Image: Flickr
Image: Flickr

Organisations are increasingly going public with news of security attacks and data breaches, often notifying their customers directly, yet according to a recent study from Centrify, 75% of UK adults would stop doing business with a company if it was hacked. Conversely, this suggests that 25% would still continue a relationship with the company.

To some degree, most consumers expect to be hacked today, with 73% in the UK admitting that it has become normal or expected for businesses to be hacked. Despite this, only half feel that they are taking enough responsibility for the security of their customers’ or members’ personal information.

Most individuals believe that security is the responsibility of the business; here are five top tips on how a business can actively protect itself and reassure customers that security is central to its processes

Good ‘password hygiene’
Passwords can provide hackers with one of the easiest ways to breach an otherwise secure system and educating customers on good password hygiene should be central to any business security policy. Advice such as not reusing simple passwords across multiple systems and recommending passwords be changed on a regular basis should be common procedure. Regular communication with the customer on best practice will ensure that password hygiene is front of mind and will provide increased protection and peace of mind for the business.

An alternative to passwords
Password creation and remembering passwords can create a huge level of frustration to both the business and the customer and in reality, passwords alone offer inadequate protection against cyber attacks, data breaches and fraud. An alternative is multi-factor authentication (MFA) which adds a layer of security and is one of the best ways for companies to protect themselves against the leading cause of data breach -compromised credentials. It is, however, crucial that capabilities such as multi-factor authentication are supported across entire networks, users, devices and resources like mobile apps.

Multi-factor authentication requires users to provide extra information using a combination of factors when they access websites and online services: the first factor is typically a username, password, PIN or security question followed by a one-time code sent to a mobile device. Other factors used for authentication could include a fingerprint, retina scan, voice recognition or a smart card.

Clear internal security policies
Educating your own staff and having clear internal security policies are equally as important as those in place for customers along with controlling who has access to what data and giving privileged access only to those who need it as part of their job. Securing enterprise data outside the traditional security perimeter of the business is an ongoing challenge for IT departments. For example, how do they know that a device is adequately protected and not about to infect a network with a virus or leave a security hole making the company vulnerable to hacking? Then there’s the issue of controlling and verifying who is physically using the device.

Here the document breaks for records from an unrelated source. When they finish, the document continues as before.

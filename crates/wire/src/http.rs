// SPDX-License-Identifier: BUSL-1.1
// Copyright (c) 2026 Alfred Jean LLC

//! HTTP bodies and endpoint paths on the control daemon.

use indexmap::IndexMap;
use kandev_core::id::InstanceId;
use kandev_core::profile::{AgentProtocol, McpServer};
use serde::{Deserialize, Serialize};
use std::path::PathBuf;

pub const HEALTH_PATH: &str = "/health";
pub const STOP_PATH: &str = "/api/v1/stop";
pub const CONFIGURE_PATH: &str = "/api/v1/agent/configure";
pub const START_PATH: &str = "/api/v1/start";
pub const CREATE_INSTANCE_PATH: &str = "/api/v1/instances";
pub const AGENT_STREAM_PATH: &str = "/api/v1/agent/stream";
pub const WORKSPACE_STREAM_PATH: &str = "/api/v1/workspace/stream";
pub const PERMISSION_STREAM_PATH: &str = "/api/v1/permissions/stream";
pub const PERMISSION_RESPOND_PATH: &str = "/api/v1/permissions/respond";

#[derive(Debug, Clone, PartialEq, Eq, Serialize, Deserialize)]
pub struct HealthResponse {
    pub status: String,
}

impl HealthResponse {
    pub fn is_ok(&self) -> bool {
        self.status == "ok"
    }
}

/// `POST /api/v1/agent/configure`
#[derive(Debug, Clone, Default, PartialEq, Eq, Serialize, Deserialize)]
pub struct ConfigureAgentRequest {
    pub command: Vec<String>,
    #[serde(default)]
    pub env: IndexMap<String, String>,
    /// `auto` or `prompt`.
    pub approval_policy: String,
    /// Per-turn argv for one-shot CLIs.
    #[serde(default, skip_serializing_if = "Option::is_none")]
    pub continue_command: Option<Vec<String>>,
}

/// `POST /api/v1/start`
#[derive(Debug, Clone, PartialEq, Eq, Serialize, Deserialize)]
pub struct StartAgentResponse {
    pub full_command: String,
}

/// `POST /api/v1/stop`
#[derive(Debug, Clone, Default, PartialEq, Eq, Serialize, Deserialize)]
pub struct StopRequest {
    #[serde(default)]
    pub force: bool,
}

/// `POST /api/v1/instances` on the shared standalone daemon.
#[derive(Debug, Clone, PartialEq, Eq, Serialize, Deserialize)]
pub struct CreateInstanceRequest {
    pub workspace_path: PathBuf,
    pub protocol: AgentProtocol,
    #[serde(default)]
    pub env: IndexMap<String, String>,
    #[serde(default)]
    pub mcp_servers: Vec<McpServer>,
}

#[derive(Debug, Clone, PartialEq, Eq, Serialize, Deserialize)]
pub struct CreateInstanceResponse {
    pub id: InstanceId,
    pub port: u16,
}

#[cfg(test)]
#[path = "http_tests.rs"]
mod tests;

An ideal way to counteract this threat is to use an individual’s identity as the first line of defence rather than purely focusing on the corporate network. This means that there is a central point of control – regardless of what device is being used or whether the data is held on-premise or in the cloud. Mobile device identity and cloud user identity technology can leverage user and device information and put it into context, determining who has access to what application from which device and location.

Encryption of sensitive data
Businesses should ensure there is process in place for encryption of sensitive data, such as that of their cardholders. This will mean it is unreadable from the moment the card is swiped and throughout the transaction.

As well as offering a competitive edge over those who don’t offer this option, encryption is something that the Payment Card Industry Data Security Standard (PCI DSS) strongly suggests for the transmission of customer data.

Keep customers informed
Finally, should a business’ site be hacked it is important that customers are informed as soon as possible. Under the new EU General Data Protection Regulation (GDPR), a business will be required to notify the ICO (Information Commissioner’s Office) of a data breach no later than 72 hours afterwards, unless it is able to demonstrate that the breach is unlikely to result in a risk for the rights and freedoms of individuals.